YOUR GOAL:
In the material below, find the line that contains "use crate::cli::args::FixArgs;" and the line that contains "Settings the command", then write out exactly those two lines and everything between them.
___ DATA FOR REVIEW ___
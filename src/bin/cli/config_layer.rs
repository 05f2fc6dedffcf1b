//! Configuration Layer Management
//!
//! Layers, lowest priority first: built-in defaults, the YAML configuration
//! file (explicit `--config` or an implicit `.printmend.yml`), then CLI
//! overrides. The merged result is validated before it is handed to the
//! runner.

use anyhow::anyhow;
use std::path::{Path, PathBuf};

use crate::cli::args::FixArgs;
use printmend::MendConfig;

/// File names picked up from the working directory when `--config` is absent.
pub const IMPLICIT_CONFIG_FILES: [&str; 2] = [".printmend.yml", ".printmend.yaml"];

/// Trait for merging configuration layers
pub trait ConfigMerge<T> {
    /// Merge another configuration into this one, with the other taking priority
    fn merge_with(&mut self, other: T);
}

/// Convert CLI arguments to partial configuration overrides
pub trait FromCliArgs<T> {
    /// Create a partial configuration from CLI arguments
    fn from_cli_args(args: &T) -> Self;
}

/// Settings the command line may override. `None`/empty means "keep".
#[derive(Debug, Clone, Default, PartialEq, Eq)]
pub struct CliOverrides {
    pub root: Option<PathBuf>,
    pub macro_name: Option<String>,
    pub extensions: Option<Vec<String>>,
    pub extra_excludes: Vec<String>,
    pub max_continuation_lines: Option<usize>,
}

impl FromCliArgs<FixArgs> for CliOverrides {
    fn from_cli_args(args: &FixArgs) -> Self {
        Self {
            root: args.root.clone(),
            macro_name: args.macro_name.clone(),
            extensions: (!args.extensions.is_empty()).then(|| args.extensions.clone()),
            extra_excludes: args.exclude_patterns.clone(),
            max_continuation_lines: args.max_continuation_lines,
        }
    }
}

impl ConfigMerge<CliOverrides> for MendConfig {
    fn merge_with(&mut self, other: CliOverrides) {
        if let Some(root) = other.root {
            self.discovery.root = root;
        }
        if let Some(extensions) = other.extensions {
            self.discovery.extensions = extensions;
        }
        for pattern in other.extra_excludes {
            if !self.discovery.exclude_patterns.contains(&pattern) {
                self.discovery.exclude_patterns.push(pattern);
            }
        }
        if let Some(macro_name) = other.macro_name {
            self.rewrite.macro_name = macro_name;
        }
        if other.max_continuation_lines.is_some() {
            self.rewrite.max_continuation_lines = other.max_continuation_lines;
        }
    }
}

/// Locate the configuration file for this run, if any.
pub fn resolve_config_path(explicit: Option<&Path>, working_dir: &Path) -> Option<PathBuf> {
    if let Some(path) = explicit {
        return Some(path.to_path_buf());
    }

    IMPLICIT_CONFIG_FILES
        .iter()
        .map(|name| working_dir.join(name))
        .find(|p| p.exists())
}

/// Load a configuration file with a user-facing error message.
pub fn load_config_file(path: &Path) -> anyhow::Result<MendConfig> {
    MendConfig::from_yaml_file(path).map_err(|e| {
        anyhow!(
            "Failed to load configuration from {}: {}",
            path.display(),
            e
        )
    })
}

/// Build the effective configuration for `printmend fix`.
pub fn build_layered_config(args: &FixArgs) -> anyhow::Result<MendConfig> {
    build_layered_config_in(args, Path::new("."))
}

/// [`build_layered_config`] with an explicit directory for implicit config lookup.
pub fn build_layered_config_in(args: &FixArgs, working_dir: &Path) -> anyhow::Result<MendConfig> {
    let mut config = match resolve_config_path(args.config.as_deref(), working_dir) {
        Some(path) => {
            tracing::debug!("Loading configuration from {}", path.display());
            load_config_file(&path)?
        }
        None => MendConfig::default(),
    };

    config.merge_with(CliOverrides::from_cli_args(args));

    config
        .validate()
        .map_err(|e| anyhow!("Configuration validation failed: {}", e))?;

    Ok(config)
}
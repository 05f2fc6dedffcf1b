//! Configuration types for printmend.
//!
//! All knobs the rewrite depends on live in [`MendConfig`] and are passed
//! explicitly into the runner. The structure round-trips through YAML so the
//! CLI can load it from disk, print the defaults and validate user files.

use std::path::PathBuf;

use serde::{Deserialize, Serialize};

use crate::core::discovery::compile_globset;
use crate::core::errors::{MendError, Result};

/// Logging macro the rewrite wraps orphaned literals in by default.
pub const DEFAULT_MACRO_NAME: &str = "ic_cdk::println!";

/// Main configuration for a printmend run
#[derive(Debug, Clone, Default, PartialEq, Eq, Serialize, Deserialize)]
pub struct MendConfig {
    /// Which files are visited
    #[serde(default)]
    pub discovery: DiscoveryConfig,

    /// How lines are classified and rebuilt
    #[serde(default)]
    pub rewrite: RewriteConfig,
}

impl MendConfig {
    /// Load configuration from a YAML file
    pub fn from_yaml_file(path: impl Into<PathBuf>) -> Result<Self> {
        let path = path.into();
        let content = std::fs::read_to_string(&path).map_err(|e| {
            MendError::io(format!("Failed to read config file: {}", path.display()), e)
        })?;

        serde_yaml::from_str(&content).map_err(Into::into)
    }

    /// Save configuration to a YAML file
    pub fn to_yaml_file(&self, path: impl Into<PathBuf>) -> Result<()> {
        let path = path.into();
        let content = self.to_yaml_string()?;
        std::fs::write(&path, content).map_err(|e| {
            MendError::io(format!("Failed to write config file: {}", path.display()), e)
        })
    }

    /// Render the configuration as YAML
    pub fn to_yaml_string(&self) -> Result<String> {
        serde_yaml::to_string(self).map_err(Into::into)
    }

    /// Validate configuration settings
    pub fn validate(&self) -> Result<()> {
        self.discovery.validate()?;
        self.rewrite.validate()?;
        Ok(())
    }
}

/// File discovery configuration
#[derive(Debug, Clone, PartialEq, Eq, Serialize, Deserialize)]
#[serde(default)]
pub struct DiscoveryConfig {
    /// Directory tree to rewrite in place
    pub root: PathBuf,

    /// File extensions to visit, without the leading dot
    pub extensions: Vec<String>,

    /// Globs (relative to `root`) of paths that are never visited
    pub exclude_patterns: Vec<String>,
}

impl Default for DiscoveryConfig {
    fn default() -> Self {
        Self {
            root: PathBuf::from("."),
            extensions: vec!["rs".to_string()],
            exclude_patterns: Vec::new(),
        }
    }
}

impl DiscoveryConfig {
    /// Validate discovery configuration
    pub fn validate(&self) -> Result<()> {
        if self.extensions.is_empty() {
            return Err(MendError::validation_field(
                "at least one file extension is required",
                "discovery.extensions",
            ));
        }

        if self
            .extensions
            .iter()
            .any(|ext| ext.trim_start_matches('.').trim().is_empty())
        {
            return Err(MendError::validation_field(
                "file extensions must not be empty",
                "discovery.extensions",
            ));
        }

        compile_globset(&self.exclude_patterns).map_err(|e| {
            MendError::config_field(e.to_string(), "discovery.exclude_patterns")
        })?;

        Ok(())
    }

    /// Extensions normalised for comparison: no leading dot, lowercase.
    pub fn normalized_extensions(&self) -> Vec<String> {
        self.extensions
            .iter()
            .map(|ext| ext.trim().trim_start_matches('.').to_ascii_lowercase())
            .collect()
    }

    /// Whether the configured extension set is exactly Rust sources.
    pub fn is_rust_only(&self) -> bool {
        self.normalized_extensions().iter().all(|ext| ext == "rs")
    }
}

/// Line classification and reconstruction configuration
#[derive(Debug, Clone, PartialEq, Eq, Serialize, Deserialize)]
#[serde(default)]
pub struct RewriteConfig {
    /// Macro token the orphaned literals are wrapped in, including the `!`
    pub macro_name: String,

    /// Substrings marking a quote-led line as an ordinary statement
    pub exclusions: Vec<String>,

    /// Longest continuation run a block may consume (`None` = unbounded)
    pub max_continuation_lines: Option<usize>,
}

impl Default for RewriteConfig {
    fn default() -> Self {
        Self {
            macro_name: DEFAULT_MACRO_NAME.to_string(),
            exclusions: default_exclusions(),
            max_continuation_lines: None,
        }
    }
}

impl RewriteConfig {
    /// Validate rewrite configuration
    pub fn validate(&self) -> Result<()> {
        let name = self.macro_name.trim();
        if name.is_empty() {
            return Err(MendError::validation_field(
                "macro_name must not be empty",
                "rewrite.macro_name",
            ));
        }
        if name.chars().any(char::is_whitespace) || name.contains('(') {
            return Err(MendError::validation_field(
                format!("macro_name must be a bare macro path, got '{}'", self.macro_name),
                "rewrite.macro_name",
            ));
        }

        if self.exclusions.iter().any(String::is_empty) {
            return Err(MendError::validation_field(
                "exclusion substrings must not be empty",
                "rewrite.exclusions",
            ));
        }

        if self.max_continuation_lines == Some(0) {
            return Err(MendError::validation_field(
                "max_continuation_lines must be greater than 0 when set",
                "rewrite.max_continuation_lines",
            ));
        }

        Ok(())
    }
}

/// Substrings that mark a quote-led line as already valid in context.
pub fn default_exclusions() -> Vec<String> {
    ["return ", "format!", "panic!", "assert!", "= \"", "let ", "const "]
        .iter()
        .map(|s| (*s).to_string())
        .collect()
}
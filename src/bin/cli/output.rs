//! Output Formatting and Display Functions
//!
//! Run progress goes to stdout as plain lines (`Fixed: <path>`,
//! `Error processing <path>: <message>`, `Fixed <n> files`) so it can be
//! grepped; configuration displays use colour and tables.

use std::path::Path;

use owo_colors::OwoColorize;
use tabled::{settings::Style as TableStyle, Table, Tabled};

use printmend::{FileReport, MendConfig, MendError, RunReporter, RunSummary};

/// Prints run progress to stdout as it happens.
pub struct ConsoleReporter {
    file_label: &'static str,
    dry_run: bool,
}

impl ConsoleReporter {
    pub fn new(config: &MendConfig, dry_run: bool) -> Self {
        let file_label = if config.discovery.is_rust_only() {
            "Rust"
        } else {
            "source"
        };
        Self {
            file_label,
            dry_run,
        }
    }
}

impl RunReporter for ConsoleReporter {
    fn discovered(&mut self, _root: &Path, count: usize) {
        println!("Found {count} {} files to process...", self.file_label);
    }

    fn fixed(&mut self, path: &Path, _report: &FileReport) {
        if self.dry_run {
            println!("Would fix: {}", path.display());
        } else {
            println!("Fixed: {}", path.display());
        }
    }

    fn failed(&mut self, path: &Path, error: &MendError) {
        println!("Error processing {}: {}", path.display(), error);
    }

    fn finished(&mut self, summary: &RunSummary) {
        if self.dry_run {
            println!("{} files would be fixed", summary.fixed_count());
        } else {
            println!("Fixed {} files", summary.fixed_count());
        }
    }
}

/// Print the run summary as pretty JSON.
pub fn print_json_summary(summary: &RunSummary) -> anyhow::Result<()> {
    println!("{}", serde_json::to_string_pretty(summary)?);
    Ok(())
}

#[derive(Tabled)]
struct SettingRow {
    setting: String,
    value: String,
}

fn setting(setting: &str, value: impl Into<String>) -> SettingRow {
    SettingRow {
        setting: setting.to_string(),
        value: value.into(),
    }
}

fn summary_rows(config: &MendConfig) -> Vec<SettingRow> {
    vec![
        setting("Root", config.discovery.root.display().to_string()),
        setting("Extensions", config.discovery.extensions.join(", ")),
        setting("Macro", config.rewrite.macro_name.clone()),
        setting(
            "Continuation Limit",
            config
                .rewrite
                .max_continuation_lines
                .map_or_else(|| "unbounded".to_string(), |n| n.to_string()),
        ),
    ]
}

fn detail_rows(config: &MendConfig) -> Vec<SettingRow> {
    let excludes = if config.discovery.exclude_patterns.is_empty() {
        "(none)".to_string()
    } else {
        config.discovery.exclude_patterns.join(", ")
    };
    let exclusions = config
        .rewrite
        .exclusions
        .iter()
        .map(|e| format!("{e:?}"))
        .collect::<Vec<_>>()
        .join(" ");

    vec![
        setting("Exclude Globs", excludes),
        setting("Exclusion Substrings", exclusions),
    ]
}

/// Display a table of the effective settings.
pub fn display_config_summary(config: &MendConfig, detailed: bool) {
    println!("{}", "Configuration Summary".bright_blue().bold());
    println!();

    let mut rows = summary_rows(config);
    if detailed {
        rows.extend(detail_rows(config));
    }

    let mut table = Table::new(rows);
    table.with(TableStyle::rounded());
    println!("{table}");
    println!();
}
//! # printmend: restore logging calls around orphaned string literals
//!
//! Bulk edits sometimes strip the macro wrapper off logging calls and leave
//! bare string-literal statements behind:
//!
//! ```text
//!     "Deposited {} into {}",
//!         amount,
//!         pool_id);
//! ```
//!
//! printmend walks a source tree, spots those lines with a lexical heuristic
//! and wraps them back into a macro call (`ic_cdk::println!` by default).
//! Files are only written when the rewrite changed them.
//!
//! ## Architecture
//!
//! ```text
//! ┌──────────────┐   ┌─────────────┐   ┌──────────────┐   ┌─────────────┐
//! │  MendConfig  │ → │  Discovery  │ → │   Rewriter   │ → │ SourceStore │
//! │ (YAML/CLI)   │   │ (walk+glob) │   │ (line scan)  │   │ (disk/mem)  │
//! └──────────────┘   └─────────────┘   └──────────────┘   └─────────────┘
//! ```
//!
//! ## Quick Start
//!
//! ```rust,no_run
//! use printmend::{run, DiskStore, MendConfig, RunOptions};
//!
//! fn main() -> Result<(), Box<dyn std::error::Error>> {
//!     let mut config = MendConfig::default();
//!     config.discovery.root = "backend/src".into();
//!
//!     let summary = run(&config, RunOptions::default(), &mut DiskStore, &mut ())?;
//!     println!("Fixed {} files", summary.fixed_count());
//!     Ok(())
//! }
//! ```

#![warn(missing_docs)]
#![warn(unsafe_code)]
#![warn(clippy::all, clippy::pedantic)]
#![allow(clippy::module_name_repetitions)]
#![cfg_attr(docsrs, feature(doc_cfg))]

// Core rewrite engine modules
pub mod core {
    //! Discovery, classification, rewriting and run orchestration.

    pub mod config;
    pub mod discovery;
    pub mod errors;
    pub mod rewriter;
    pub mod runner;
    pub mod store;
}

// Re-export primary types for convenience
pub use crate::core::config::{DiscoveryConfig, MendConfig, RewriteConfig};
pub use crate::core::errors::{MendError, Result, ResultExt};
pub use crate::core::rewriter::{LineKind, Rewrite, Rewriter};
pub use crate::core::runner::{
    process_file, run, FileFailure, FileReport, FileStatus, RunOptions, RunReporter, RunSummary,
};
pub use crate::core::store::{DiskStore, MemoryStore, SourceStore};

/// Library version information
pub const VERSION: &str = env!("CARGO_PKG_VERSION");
___
ANSWER AREA:
use crate::cli::args::FixArgs;
use printmend::MendConfig;

/// File names picked up from the working directory when `--config` is absent.
pub const IMPLICIT_CONFIG_FILES: [&str; 2] = [".printmend.yml", ".printmend.yaml"];

/// Trait for merging configuration layers
pub trait ConfigMerge<T> {
    /// Merge another configuration into this one, with the other taking priority
    fn merge_with(&mut self, other: T);
}

/// Convert CLI arguments to partial configuration overrides
pub trait FromCliArgs<T> {
    /// Create a partial configuration from CLI arguments
    fn from_cli_args(args: &T) -> Self;
}

/// Settings the command line may override. `None`/empty means "keep".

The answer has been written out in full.